(Collected data entries)
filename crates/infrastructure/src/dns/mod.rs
pub mod server;
pub mod wire;

pub use server::DnsServerHandler;
pub use wire::WireCodec;
use std::net::SocketAddr;
use std::sync::{Arc, Mutex};
use tokio::io::{AsyncReadExt, AsyncWriteExt};
use tokio::net::TcpListener;
use tokio::sync::oneshot;

#[derive(Debug, Clone)]
pub struct RecordedRequest {
    pub request_line: String,
    pub headers: Vec<(String, String)>,
}

impl RecordedRequest {
    pub fn header(&self, name: &str) -> Option<&str> {
        self.headers
            .iter()
            .find(|(k, _)| k.eq_ignore_ascii_case(name))
            .map(|(_, v)| v.as_str())
    }
}

/// Plain HTTP/1.1 server on loopback answering every request with the same
/// status and body, one request per connection.
pub struct MockHttpServer {
    addr: SocketAddr,
    requests: Arc<Mutex<Vec<RecordedRequest>>>,
    shutdown_tx: Option<oneshot::Sender<()>>,
}

impl MockHttpServer {
    pub async fn start(status: u16, body: &str) -> std::io::Result<Self> {
        let listener = TcpListener::bind(SocketAddr::from(([127, 0, 0, 1], 0))).await?;
        let addr = listener.local_addr()?;
        let requests = Arc::new(Mutex::new(Vec::new()));
        let recorded = requests.clone();
        let response = format!(
            "HTTP/1.1 {} Mock\r\nContent-Type: application/json\r\nContent-Length: {}\r\nConnection: close\r\n\r\n{}",
            status,
            body.len(),
            body
        );

        let (shutdown_tx, mut shutdown_rx) = oneshot::channel();

        tokio::spawn(async move {
            loop {
                tokio::select! {
                    _ = &mut shutdown_rx => {
                        break;
                    }
                    accepted = listener.accept() => {
                        let Ok((mut stream, _)) = accepted else { continue };
                        let head = match Self::read_head(&mut stream).await {
                            Some(head) => head,
                            None => continue,
                        };
                        recorded.lock().unwrap().push(Self::parse_head(&head));
                        let _ = stream.write_all(response.as_bytes()).await;
                        let _ = stream.shutdown().await;
                    }
                }
            }
        });

        Ok(Self {
            addr,
            requests,
            shutdown_tx: Some(shutdown_tx),
        })
    }

    async fn read_head(stream: &mut tokio::net::TcpStream) -> Option<String> {
        let mut head = Vec::new();
        let mut buf = [0u8; 1024];
        while !head.windows(4).any(|w| w == b"\r\n\r\n") {
            let n = stream.read(&mut buf).await.ok()?;
            if n == 0 {
                return None;
            }
            head.extend_from_slice(&buf[..n]);
        }
        String::from_utf8(head).ok()
    }

    fn parse_head(head: &str) -> RecordedRequest {
        let mut lines = head.split("\r\n");
        let request_line = lines.next().unwrap_or_default().to_string();
        let headers = lines
            .take_while(|line| !line.is_empty())
            .filter_map(|line| line.split_once(':'))
            .map(|(k, v)| (k.trim().to_string(), v.trim().to_string()))
            .collect();
        RecordedRequest {
            request_line,
            headers,
        }
    }

    pub fn addr(&self) -> SocketAddr {
        self.addr
    }

    pub fn requests(&self) -> Vec<RecordedRequest> {
        self.requests.lock().unwrap().clone()
    }
}

impl Drop for MockHttpServer {
    fn drop(&mut self) {
        if let Some(tx) = self.shutdown_tx.take() {
            let _ = tx.send(());
        }
    }
}
use dohgate_domain::{DomainSet, Query, RoutingDecision, UpstreamRequest, UpstreamResponse};
use std::net::{IpAddr, Ipv4Addr, SocketAddr};

const CLIENT: SocketAddr = SocketAddr::new(IpAddr::V4(Ipv4Addr::new(192, 168, 1, 100)), 40000);

#[test]
fn test_client_subnet_is_fixed_slash_24() {
    let decision = RoutingDecision::Proxy("203.0.113.7".parse().unwrap());
    assert_eq!(decision.client_subnet(), "203.0.113.7/24");
    assert!(decision.is_proxy());

    let decision = RoutingDecision::Public("198.51.100.1".parse().unwrap());
    assert_eq!(decision.client_subnet(), "198.51.100.1/24");
    assert!(!decision.is_proxy());
}

#[test]
fn test_upstream_request_from_query() {
    let query = Query::new(0x1234, "example.com.", 1, CLIENT);
    let decision = RoutingDecision::Public("198.51.100.1".parse().unwrap());

    let request = UpstreamRequest::new(&query, &decision);

    assert_eq!(
        request.query_params(),
        [
            ("name", "example.com."),
            ("type", "A"),
            ("edns_client_subnet", "198.51.100.1/24"),
        ]
    );
}

#[test]
fn test_upstream_request_numeric_type() {
    let query = Query::new(1, "example.com.", 65, CLIENT);
    let decision = RoutingDecision::Public("198.51.100.1".parse().unwrap());

    let request = UpstreamRequest::new(&query, &decision);
    assert_eq!(request.record_type, "65");
}

#[test]
fn test_query_defaults() {
    let query = Query::new(7, "example.com.", 28, CLIENT);
    assert_eq!(query.qclass, 1);
    assert!(query.recursion_desired);
    assert_eq!(query.client, CLIENT);
}

#[test]
fn test_domain_set_string_suffix_semantics() {
    let set = DomainSet::from_suffixes(["blocked.example"]);

    assert!(set.matches_suffix("blocked.example"));
    assert!(set.matches_suffix("sub.blocked.example"));
    assert!(set.matches_suffix("notblocked.example"));
    assert!(!set.matches_suffix("blocked.example.org"));
    assert!(!set.matches_suffix("other.com"));
}

#[test]
fn test_empty_response_counts() {
    let response = UpstreamResponse::new(3);
    assert_eq!(response.status, 3);
    assert_eq!(response.record_count(), 0);
}
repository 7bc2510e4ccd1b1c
pub mod dns;

pub use dns::start_dns_server;
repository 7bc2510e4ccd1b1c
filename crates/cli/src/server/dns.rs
use dohgate_infrastructure::dns::DnsServerHandler;
use socket2::{Domain, Protocol, Socket, Type};
use std::future::Future;
use std::net::SocketAddr;
use std::sync::Arc;
use tokio::net::UdpSocket;
use tracing::{debug, error, info};

const RECV_BUFFER_SIZE: usize = 4096;

pub async fn start_dns_server(
    bind_addr: SocketAddr,
    handler: DnsServerHandler,
) -> anyhow::Result<()> {
    let socket = Arc::new(create_udp_socket(bind_addr)?);

    info!(bind_address = %bind_addr, "DNS server ready");

    run_udp_listener(socket, Arc::new(handler), async {
        match tokio::signal::ctrl_c().await {
            Ok(()) => info!("Shutdown signal received"),
            Err(e) => {
                error!(error = %e, "Unable to listen for shutdown signal");
                std::future::pending::<()>().await;
            }
        }
    })
    .await;

    Ok(())
}

/// Receives until `shutdown` resolves. Each datagram is handled on its own
/// task so a slow upstream never blocks the receive loop; tasks still in
/// flight at shutdown are abandoned.
pub async fn run_udp_listener<F>(
    socket: Arc<UdpSocket>,
    handler: Arc<DnsServerHandler>,
    shutdown: F,
) where
    F: Future<Output = ()>,
{
    let mut recv_buf = [0u8; RECV_BUFFER_SIZE];
    tokio::pin!(shutdown);

    loop {
        tokio::select! {
            _ = &mut shutdown => break,
            result = socket.recv_from(&mut recv_buf) => {
                let (n, from) = match result {
                    Ok(received) => received,
                    Err(e) => {
                        // ICMP port-unreachable from an earlier reply surfaces here on some platforms.
                        debug!(error = %e, "UDP recv error");
                        continue;
                    }
                };

                let datagram: Arc<[u8]> = Arc::from(&recv_buf[..n]);
                let handler = handler.clone();
                let socket = socket.clone();
                tokio::spawn(async move {
                    if let Some(reply) = handler.handle_datagram(&datagram, from).await {
                        if let Err(e) = socket.send_to(&reply, from).await {
                            debug!(client = %from, error = %e, "Failed to send reply");
                        }
                    }
                });
            }
        }
    }
}

pub fn create_udp_socket(socket_addr: SocketAddr) -> anyhow::Result<UdpSocket> {
    let domain = if socket_addr.is_ipv4() {
        Domain::IPV4
    } else {
        Domain::IPV6
    };

    let socket = Socket::new(domain, Type::DGRAM, Some(Protocol::UDP))?;
    if socket_addr.is_ipv6() {
        socket.set_only_v6(false)?;
    }
    socket.set_reuse_address(true)?;
    socket.set_recv_buffer_size(512 * 1024)?;
    socket.set_send_buffer_size(512 * 1024)?;
    socket.bind(&socket_addr.into())?;
    socket.set_nonblocking(true)?;

    Ok(UdpSocket::from_std(socket.into())?)
}
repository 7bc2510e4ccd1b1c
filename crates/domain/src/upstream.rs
use super::{DnsRecord, Query, RecordType, RoutingDecision};
use std::sync::Arc;

/// Shape of one outbound DoH JSON call. Host, path and the pinned address
/// belong to the client; this carries only the per-query parameters.
#[derive(Debug, Clone, PartialEq, Eq)]
pub struct UpstreamRequest {
    pub name: Arc<str>,
    pub record_type: String,
    pub edns_client_subnet: String,
}

impl UpstreamRequest {
    pub fn new(query: &Query, decision: &RoutingDecision) -> Self {
        Self {
            name: query.name.clone(),
            record_type: RecordType::query_param(query.qtype),
            edns_client_subnet: decision.client_subnet(),
        }
    }

    pub fn query_params(&self) -> [(&'static str, &str); 3] {
        [
            ("name", self.name.as_ref()),
            ("type", self.record_type.as_str()),
            ("edns_client_subnet", self.edns_client_subnet.as_str()),
        ]
    }
}

/// Translated DoH payload: the status becomes the reply RCODE.
#[derive(Debug, Clone, Default, PartialEq, Eq)]
pub struct UpstreamResponse {
    pub status: u16,
    pub answers: Vec<DnsRecord>,
    pub authorities: Vec<DnsRecord>,
}

impl UpstreamResponse {
    pub fn new(status: u16) -> Self {
        Self {
            status,
            ..Default::default()
        }
    }

    pub fn record_count(&self) -> usize {
        self.answers.len() + self.authorities.len()
    }
}
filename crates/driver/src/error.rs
//! Driver error types

use std::path::PathBuf;
use thiserror::Error;

/// Failures reported by a naming service
#[derive(Debug, Error)]
pub enum NamingError {
    /// Every minor in the driver's range is taken
    #[error("No free minor number ({capacity} in use)")]
    Exhausted { capacity: u32 },

    /// The minor was available but the node could not be exposed
    #[error("Failed to create device node {}: {source}", .path.display())]
    Node {
        path: PathBuf,
        #[source]
        source: std::io::Error,
    },
}

/// Terminal failure of one attach attempt
///
/// The peripheral stays unclaimed and no device node exists for it.
#[derive(Debug, Error)]
pub enum RegistrationError {
    #[error("Not able to get a minor for this device")]
    NoMinorAvailable,

    #[error("Not able to expose a device node: {0}")]
    Node(#[source] NamingError),
}

impl From<NamingError> for RegistrationError {
    fn from(err: NamingError) -> Self {
        match err {
            NamingError::Exhausted { .. } => RegistrationError::NoMinorAvailable,
            node @ NamingError::Node { .. } => RegistrationError::Node(node),
        }
    }
}

pub type Result<T> = std::result::Result<T, RegistrationError>;
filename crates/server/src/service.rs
//! Systemd service integration
//!
//! Minimal sd-notify support so the daemon can run as a `Type=notify`
//! unit: readiness, shutdown and a status line with the attached boards.

use anyhow::{Context, Result};
use std::env;
use std::os::unix::net::UnixDatagram;
use std::path::Path;
use tracing::debug;

/// State reported to the service manager
#[derive(Debug, Clone, PartialEq, Eq)]
pub enum SdState {
    Ready,
    Stopping,
    Status(String),
}

impl SdState {
    fn message(&self) -> String {
        match self {
            SdState::Ready => "READY=1".to_string(),
            SdState::Stopping => "STOPPING=1".to_string(),
            SdState::Status(status) => format!("STATUS={}", status),
        }
    }
}

/// Check if running under systemd
pub fn is_systemd() -> bool {
    env::var_os("NOTIFY_SOCKET").is_some()
}

/// Send `state` to `$NOTIFY_SOCKET`; a no-op outside systemd
pub fn notify(state: SdState) -> Result<()> {
    match env::var_os("NOTIFY_SOCKET") {
        Some(socket_path) => notify_to(Path::new(&socket_path), &state),
        None => {
            debug!("NOTIFY_SOCKET not set, skipping {:?}", state);
            Ok(())
        }
    }
}

fn notify_to(socket_path: &Path, state: &SdState) -> Result<()> {
    let socket = UnixDatagram::unbound().context("Failed to create Unix socket")?;
    socket
        .send_to(state.message().as_bytes(), socket_path)
        .with_context(|| format!("Failed to send {:?} to systemd", state))?;
    debug!("Notified systemd: {}", state.message());
    Ok(())
}

#[cfg(test)]
mod tests {
    use super::*;

    #[test]
    fn test_messages() {
        assert_eq!(SdState::Ready.message(), "READY=1");
        assert_eq!(SdState::Stopping.message(), "STOPPING=1");
        assert_eq!(
            SdState::Status("2 boards attached".to_string()).message(),
            "STATUS=2 boards attached"
        );
    }

    #[test]
    fn test_notify_to_socket() {
        let dir = tempfile::tempdir().unwrap();
        let path = dir.path().join("notify.sock");
        let listener = UnixDatagram::bind(&path).unwrap();

        notify_to(&path, &SdState::Ready).unwrap();

        let mut buf = [0u8; 64];
        let n = listener.recv(&mut buf).unwrap();
        assert_eq!(&buf[..n], b"READY=1");
    }

    #[test]
    fn test_notify_to_missing_socket() {
        let dir = tempfile::tempdir().unwrap();
        assert!(notify_to(&dir.path().join("absent.sock"), &SdState::Stopping).is_err());
    }
}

EXERCISE DESCRIPTION: Print exactly the lines from the beginning of the entries through the line with "let requests = Arc::new(Mutex::new(Vec::new()));". Output nothing more.

RESPONSE:
filename crates/infrastructure/src/dns/mod.rs
pub mod server;
pub mod wire;

pub use server::DnsServerHandler;
pub use wire::WireCodec;
use std::net::SocketAddr;
use std::sync::{Arc, Mutex};
use tokio::io::{AsyncReadExt, AsyncWriteExt};
use tokio::net::TcpListener;
use tokio::sync::oneshot;

#[derive(Debug, Clone)]
pub struct RecordedRequest {
    pub request_line: String,
    pub headers: Vec<(String, String)>,
}

impl RecordedRequest {
    pub fn header(&self, name: &str) -> Option<&str> {
        self.headers
            .iter()
            .find(|(k, _)| k.eq_ignore_ascii_case(name))
            .map(|(_, v)| v.as_str())
    }
}

/// Plain HTTP/1.1 server on loopback answering every request with the same
/// status and body, one request per connection.
pub struct MockHttpServer {
    addr: SocketAddr,
    requests: Arc<Mutex<Vec<RecordedRequest>>>,
    shutdown_tx: Option<oneshot::Sender<()>>,
}

impl MockHttpServer {
    pub async fn start(status: u16, body: &str) -> std::io::Result<Self> {
        let listener = TcpListener::bind(SocketAddr::from(([127, 0, 0, 1], 0))).await?;
        let addr = listener.local_addr()?;
        let requests = Arc::new(Mutex::new(Vec::new()));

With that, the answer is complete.